**Task instructions**: Determine how many lines of the records include "Duration", and answer with the number alone.

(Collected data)
====================

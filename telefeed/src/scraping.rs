use anyhow::{Context, Result};
use async_trait::async_trait;
use reqwest::Client;
use std::io::Cursor;
use std::time::Duration;
use tracing::{info, warn};

/// Fetches a URL and returns extracted plain text, or `None` when the page
/// cannot be fetched or yields no usable content. Failures never propagate
/// and there is no retry at this layer.
#[async_trait]
pub trait ArticleExtractor: Send + Sync {
    async fn extract(&self, url: &str) -> Option<String>;
}

/// Extractor backed by readability content extraction with a text fallback.
pub struct ReadabilityExtractor {
    client: Client,
}

impl ReadabilityExtractor {
    pub fn new(timeout_secs: u64) -> Result<Self> {
        let client = Client::builder()
            .timeout(Duration::from_secs(timeout_secs))
            .user_agent("Telefeed/0.1.0")
            .build()
            .context("failed to build reqwest client")?;
        Ok(Self { client })
    }

    async fn try_extract(&self, url: &str) -> Result<String> {
        let response = self
            .client
            .get(url)
            .send()
            .await
            .context("failed to fetch article page")?;

        let status = response.status();
        if !status.is_success() {
            return Err(anyhow::anyhow!("article fetch failed with status: {}", status));
        }

        // Readability requires a Reader, so we fetch bytes
        let bytes = response.bytes().await.context("failed to read response body")?;
        let mut reader = Cursor::new(bytes);

        // We construct a Url object for readability to resolve relative links
        let url_obj = url::Url::parse(url).context("failed to parse article URL")?;

        let product = readability::extractor::extract(&mut reader, &url_obj)
            .map_err(|e| anyhow::anyhow!("readability failed: {}", e))?;

        // product.content is the HTML of the main article; convert it to
        // plain text, falling back to readability's own text on failure.
        match html2text::from_read(product.content.as_bytes(), 80) {
            Ok(text) => {
                info!(
                    "scraping: readability extracted {} chars from {}",
                    text.len(),
                    url
                );
                Ok(text)
            }
            Err(e) => {
                warn!("scraping: failed to convert extracted HTML to text: {}", e);
                Ok(product.text)
            }
        }
    }
}

#[async_trait]
impl ArticleExtractor for ReadabilityExtractor {
    async fn extract(&self, url: &str) -> Option<String> {
        match self.try_extract(url).await {
            Ok(text) if !text.trim().is_empty() => Some(text),
            Ok(_) => {
                warn!("scraping: no usable text extracted from {}", url);
                None
            }
            Err(e) => {
                warn!("scraping: extraction failed for {}: {:#}", url, e);
                None
            }
        }
    }
}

====================

**Expected answer**: 2